As the answer, give every line of the records that includes the word "logged".

RECORDS SHOWN: Begin

//! Session payload and flash messages
//!
//! Everything in [`SessionData`] travels inside the sealed session cookie, so
//! it stays small: the logged-in identity, at most one pending login, and the
//! flash messages queued for the next page.

use chrono::{DateTime, Duration, Utc};
use serde::{Deserialize, Serialize};
use std::collections::HashMap;

/// Session key holding the logged-in [`Identity`](crate::oauth2::Identity)
pub const USER_KEY: &str = "user";

/// Session key holding the [`PendingLogin`](crate::oauth2::PendingLogin)
pub const PENDING_LOGIN_KEY: &str = "oauth2_pending";

/// Session data carried in the session cookie
#[derive(Debug, Clone, PartialEq, Serialize, Deserialize)]
pub struct SessionData {
    /// When this session was created
    pub created_at: DateTime<Utc>,
    /// When this session expires
    pub expires_at: DateTime<Utc>,
    /// Custom session data (key-value store)
    #[serde(default, skip_serializing_if = "HashMap::is_empty")]
    pub data: HashMap<String, serde_json::Value>,
    /// Flash messages queued for next request
    #[serde(default, skip_serializing_if = "Vec::is_empty")]
    pub flash_messages: Vec<FlashMessage>,
}

impl SessionData {
    /// Create new session data with default expiration (24 hours)
    #[must_use]
    pub fn new() -> Self {
        Self::with_expiration(Duration::hours(24))
    }

    /// Create session with custom expiration duration
    #[must_use]
    pub fn with_expiration(duration: Duration) -> Self {
        let now = Utc::now();
        Self {
            created_at: now,
            expires_at: now + duration,
            data: HashMap::new(),
            flash_messages: Vec::new(),
        }
    }

    /// Check if session is expired
    #[must_use]
    pub fn is_expired(&self) -> bool {
        Utc::now() > self.expires_at
    }

    /// Extend the expiration to `extend_by` from now
    pub fn touch(&mut self, extend_by: Duration) {
        self.expires_at = Utc::now() + extend_by;
    }

    /// Whether the session holds nothing worth persisting
    #[must_use]
    pub fn is_empty(&self) -> bool {
        self.data.is_empty() && self.flash_messages.is_empty()
    }

    /// Get a value from session data
    ///
    /// Values that no longer deserialize as `T` read as absent.
    #[must_use]
    pub fn get<T: for<'de> Deserialize<'de>>(&self, key: &str) -> Option<T> {
        self.data
            .get(key)
            .and_then(|v| serde_json::from_value(v.clone()).ok())
    }

    /// Set a value in session data
    ///
    /// # Errors
    ///
    /// Returns error if value cannot be serialized to JSON
    pub fn set<T: Serialize>(&mut self, key: impl Into<String>, value: T) -> Result<(), SessionError> {
        let json_value = serde_json::to_value(value)?;
        self.data.insert(key.into(), json_value);
        Ok(())
    }

    /// Remove a value from session data
    pub fn remove(&mut self, key: &str) -> Option<serde_json::Value> {
        self.data.remove(key)
    }
}

impl Default for SessionData {
    fn default() -> Self {
        Self::new()
    }
}

/// Flash message for one-time display
#[derive(Debug, Clone, Serialize, Deserialize, PartialEq, Eq)]
pub struct FlashMessage {
    /// Message level (success, info, warning, error)
    pub level: FlashLevel,
    /// Message text
    pub message: String,
}

impl FlashMessage {
    /// Create a success flash message
    #[must_use]
    pub fn success(message: impl Into<String>) -> Self {
        Self {
            level: FlashLevel::Success,
            message: message.into(),
        }
    }

    /// Create an info flash message
    #[must_use]
    pub fn info(message: impl Into<String>) -> Self {
        Self {
            level: FlashLevel::Info,
            message: message.into(),
        }
    }

    /// Create a warning flash message
    #[must_use]
    pub fn warning(message: impl Into<String>) -> Self {
        Self {
            level: FlashLevel::Warning,
            message: message.into(),
        }
    }

    /// Create an error flash message
    #[must_use]
    pub fn error(message: impl Into<String>) -> Self {
        Self {
            level: FlashLevel::Error,
            message: message.into(),
        }
    }

    /// Get CSS class for this flash level
    #[must_use]
    pub const fn css_class(&self) -> &'static str {
        self.level.css_class()
    }
}

/// Flash message severity level
#[derive(Debug, Clone, Copy, Serialize, Deserialize, PartialEq, Eq)]
#[serde(rename_all = "lowercase")]
pub enum FlashLevel {
    /// Success message (green)
    Success,
    /// Informational message (blue)
    Info,
    /// Warning message (yellow)
    Warning,
    /// Error message (red)
    Error,
}

impl FlashLevel {
    /// Get CSS class for this level
    #[must_use]
    pub const fn css_class(self) -> &'static str {
        match self {
            Self::Success => "flash-success",
            Self::Info => "flash-info",
            Self::Warning => "flash-warning",
            Self::Error => "flash-error",
        }
    }
}

/// Session-related errors
#[derive(Debug, thiserror::Error)]
pub enum SessionError {
    /// Serialization error
    #[error("Serialization error: {0}")]
    Serialization(#[from] serde_json::Error),

    /// Cookie could not be sealed
    #[error("Failed to seal session cookie")]
    Seal,

    /// Cookie is not a valid sealed session (tampered, truncated, or foreign key)
    #[error("Invalid session cookie")]
    InvalidCookie,

    /// Session secret is missing or too short
    #[error("Invalid session secret: {0}")]
    InvalidSecret(String),

    /// Session extension missing from the request
    #[error("Session not initialized")]
    NotInitialized,
}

RECORDS SHOWN: End

TASK RESULT:
//! it stays small: the logged-in identity, at most one pending login, and the
/// Session key holding the logged-in [`Identity`](crate::oauth2::Identity)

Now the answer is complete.